Difficile tra gli adulti parlare d’altro e problematico individuare strade personali da intraprendere o immaginare come venirne fuori.
Ancora più problematico condividere con i bambini e gli adolescenti lo spazio delle emozioni altalenanti, stare con il loro sentire e accogliere le necessità senza rimuovere le nostre, accettare la turbolenza di questa attraversata comune e individuare nella ristretta realtà domestica la giusta misura di intimità insieme a una distanza adeguata che permette di non farsi del male o ferirsi troppo.
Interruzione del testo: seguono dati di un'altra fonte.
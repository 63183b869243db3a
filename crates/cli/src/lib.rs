// SPDX-License-Identifier: MIT
//! Empty library target so this package can be used as a path dependency
//! (e.g. by the workspace-level end-to-end tests) — see the `[[bin]]`
//! target above for the actual `dcrpm` binary.
// SPDX-License-Identifier: MIT

use super::*;

fn sample(exit_status: ExitStatus, terminated_by_us: bool) -> CommandResult {
    CommandResult {
        argv: vec!["/usr/bin/rpm".into(), "-qa".into()],
        started_at_epoch_ms: epoch_ms_now(),
        elapsed: Duration::from_millis(42),
        exit_status,
        stdout: b"foo-1.0\nbar-2.0\n".to_vec(),
        stderr: Vec::new(),
        stdout_truncated: false,
        stderr_truncated: false,
        terminated_by_us,
    }
}

#[test]
fn success_exit_status() {
    assert!(ExitStatus::Code(0).is_success());
    assert!(!ExitStatus::Code(1).is_success());
    assert!(!ExitStatus::TimedOut.is_success());
}

#[test]
fn stdout_lines_trims_and_drops_blanks() {
    let result = sample(ExitStatus::Code(0), false);
    assert_eq!(result.stdout_lines(), vec!["foo-1.0", "bar-2.0"]);
}

#[test]
fn display_formats_each_variant() {
    assert_eq!(ExitStatus::Code(1).to_string(), "exit(1)");
    assert_eq!(ExitStatus::Signal(9).to_string(), "signal(9)");
    assert_eq!(ExitStatus::TimedOut.to_string(), "timed_out");
    assert_eq!(ExitStatus::SpawnFailed.to_string(), "spawn_failed");
}

#[test]
fn round_trips_through_json() {
    let result = sample(ExitStatus::TimedOut, true);
    let json = serde_json::to_string(&result).expect("serialize");
    let back: CommandResult = serde_json::from_str(&json).expect("deserialize");
    assert_eq!(back.exit_status, ExitStatus::TimedOut);
    assert!(back.terminated_by_us);
    assert_eq!(back.stdout_str(), result.stdout_str());
}
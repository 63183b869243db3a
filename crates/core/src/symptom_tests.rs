// SPDX-License-Identifier: MIT

use super::*;

#[test]
fn only_healthy_is_healthy() {
    assert!(RpmSymptom::Healthy.is_healthy());
    assert!(!RpmSymptom::QueryHung.is_healthy());
    assert!(!RpmSymptom::DbNeedsRecover.is_healthy());
}

#[test]
fn tag_is_stable_across_detail_changes() {
    let a = RpmSymptom::TableCorrupt { table: "Packages".into(), detail: "btree error".into() };
    let b = RpmSymptom::TableCorrupt { table: "Packages".into(), detail: "different detail".into() };
    assert_eq!(a.tag(), b.tag());
    assert_eq!(a.tag(), "table_corrupt");
}

#[test]
fn tag_distinguishes_variants() {
    assert_ne!(RpmSymptom::QueryEmpty { expected: 30 }.tag(), RpmSymptom::QueryShort { expected: 30, got: 5 }.tag());
}

#[test]
fn display_mentions_key_details() {
    let symptom = RpmSymptom::QueryShort { expected: 30, got: 2 };
    let text = symptom.to_string();
    assert!(text.contains("30"));
    assert!(text.contains('2'));
}

#[test]
fn serde_round_trip_preserves_tag() {
    let symptom = RpmSymptom::StaleYumTransaction { count: 4 };
    let json = serde_json::to_string(&symptom).expect("serialize");
    assert!(json.contains("\"symptom\":\"stale_yum_transaction\""));
    let back: RpmSymptom = serde_json::from_str(&json).expect("deserialize");
    assert_eq!(back, symptom);
}

#[test]
fn unknown_carries_raw_text_for_diagnosis() {
    let symptom = RpmSymptom::Unknown { raw: "weird stderr output".into() };
    assert_eq!(symptom.tag(), "unknown");
    assert!(symptom.to_string().contains("weird stderr output"));
}
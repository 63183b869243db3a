// SPDX-License-Identifier: MIT

use thiserror::Error;

/// Failures that prevent the remediation state machine from starting at
/// all. Failures encountered mid-run are recorded in the transcript
/// instead of surfaced as an error.
#[derive(Debug, Error)]
pub enum RemediateError {
    #[error("invalid configuration: {0}")]
    Config(#[from] dcrpm_core::ConfigError),
}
Possiamo ricordare la famosa parabola dei porcospini che ci insegna come, se pur faticosamente, sia possibile trovare una soluzione. Ma è una reale condivisione che ci aiuta a ritrovare quella relazione di contatto fatta di cose da mettere davvero in comune.
Una tra le più utili può essere quella del gioco infantile del “come se”. Ovvero la narrazione dei bambini che fingono una realtà e provano a viverla in una dimensione diversa. È un gioco magico e comune dove primeggia l’immaginario alimentato dalla fantasia che, in modo particolare si libera quando si soffre, perché, come diceva Freud “solo l’uomo insoddisfatto fantastica”. Giocare con i bambini al “facciamo finta che…” permette di andare con loro in un mondo parallelo a quello reale in modo da vedere la realtà da un altro punto di vista.
Significa stare insieme nel gioco di finzione dove la prospettiva si ribaltata in quanto il bambino cambia punto di vista, si mette da un’altra parte e inventa un altro significato alla sofferenza che dichiarata e messa in campo, può di essere contenuta o superata. Il poter giocare con loro alla pari di un compagno, li aiuta in quel gioco delle parti e a rinarrare la storia ma anche a immaginare un finale accettabile o meno catastrofico di quello che prospettano gli adulti.
Il compito del genitore sarà quello di partecipare e ascoltare, soprattutto “stare al gioco” rinunciando, almeno per un po’, al razionale e al giudizio. Uno stare insieme che aiuta il figlio ad avere prospettiva e fiducia, ma che fa bene anche al genitore.